FECAL STEROL BIOMARKERS AS INDICATORS OF POPULATION CHANGE: AN EXAMPLE FROM THE CAHOKIA ARCHAEOLOGICAL COMPLEX, MADISON COUNTY, ILLINOIS
We analyzed sediment from the watershed of Cahokia, one of the largest prehistoric population centers in the United States, to identify changes in fecal sterol amount over time. Lacustrine sediment was collected from Horseshoe Lake, located approximately 1 km north of Cahokia, and alluvial sediment was collected from borrow pits within the Cahokia archaeological complex. Fecal sterols were extracted from the sediment by soxhlet extraction, followed by derivatization with N,O-Bistrifluoroacetamide (BSTFA) into their trimethlysilyl (TMS) ethers, and analysis on a gas chromatograph-mass spectrometer (GC-MS). Lake sediment was obtained from locations of varying distances to the Cahokia population center to determine the effect of distance on recovered fecal sterol amount.

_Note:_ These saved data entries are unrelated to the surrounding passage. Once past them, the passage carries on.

//! Modeset discovery
//!
//! Walks the card's connectors and pairs each usable one with its preferred
//! mode and a free CRTC. The resulting list is in connector order and is
//! what [`crate::SurfaceAcquirer`] tries, first to last.

use crate::DrmError;
use crate::device::{Connection, ConnectorInfo, DrmDevice, Modeset};
use std::collections::HashSet;

/// Discover candidate modesets on `device`.
///
/// Connectors that are disconnected, have no modes, or cannot get a free
/// CRTC are skipped. With `require_connected` unset, connectors in the
/// unknown state are tried as well. Only a failure to list the card's
/// resources is an error; per-connector failures are logged and skipped.
pub fn discover_modesets<D: DrmDevice + ?Sized>(
    device: &D,
    require_connected: bool,
) -> Result<Vec<Modeset>, DrmError> {
    let resources = device
        .resources()
        .map_err(|source| DrmError::ModesetDiscovery {
            what: "cannot retrieve DRM resources".into(),
            source,
        })?;

    let mut taken_crtcs = HashSet::new();
    let mut modesets = Vec::new();

    for &connector_id in &resources.connectors {
        let connector = match device.connector(connector_id) {
            Ok(connector) => connector,
            Err(e) => {
                tracing::warn!("Cannot retrieve connector {}: {}", connector_id, e);
                continue;
            }
        };

        let usable = match connector.connection {
            Connection::Connected => true,
            Connection::Unknown => !require_connected,
            Connection::Disconnected => false,
        };
        if !usable {
            tracing::debug!("Ignoring unused connector {}", connector_id);
            continue;
        }

        let Some(mode) = connector.modes.first().copied() else {
            tracing::debug!("No valid mode for connector {}", connector_id);
            continue;
        };

        let Some(crtc) = find_crtc(device, &connector, &resources.crtcs, &taken_crtcs) else {
            tracing::warn!("No free CRTC for connector {}", connector_id);
            continue;
        };

        tracing::debug!(
            "Connector {} -> CRTC {} at {} ({}x{}@{})",
            connector_id,
            crtc,
            mode.name(),
            mode.width(),
            mode.height(),
            mode.vrefresh
        );

        taken_crtcs.insert(crtc);
        modesets.push(Modeset {
            connector: connector_id,
            crtc,
            mode,
        });
    }

    Ok(modesets)
}

/// Prefer the CRTC already driving the connector, then any free CRTC one
/// of its encoders can reach.
#[allow(clippy::collapsible_if)] // Avoid if-let chains for MSRV 1.85 compatibility
fn find_crtc<D: DrmDevice + ?Sized>(
    device: &D,
    connector: &ConnectorInfo,
    crtcs: &[u32],
    taken: &HashSet<u32>,
) -> Option<u32> {
    if connector.encoder_id != 0 {
        if let Ok(encoder) = device.encoder(connector.encoder_id) {
            if encoder.crtc_id != 0 && !taken.contains(&encoder.crtc_id) {
                return Some(encoder.crtc_id);
            }
        }
    }

    for &encoder_id in &connector.encoders {
        let encoder = match device.encoder(encoder_id) {
            Ok(encoder) => encoder,
            Err(e) => {
                tracing::debug!("Cannot retrieve encoder {}: {}", encoder_id, e);
                continue;
            }
        };

        for (i, &crtc) in crtcs.iter().enumerate().take(32) {
            if encoder.possible_crtcs & (1 << i) != 0 && !taken.contains(&crtc) {
                return Some(crtc);
            }
        }
    }

    None
}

High fecal sterol concentrations are interpreted as population maxima corresponding to regional congregation and low fecal sterol concentrations are interpreted as population minima corresponding to regional depopulation. The timing of Cahokia’s population maximum and subsequent demographic collapse are poorly defined through traditional archaeological methods. Through fecal sterol biomarker analysis, this project aims to provide new insight into the timing and reasons for Cahokia’s population rise and collapse and confirm the utility of a nascent geoarchaeological method.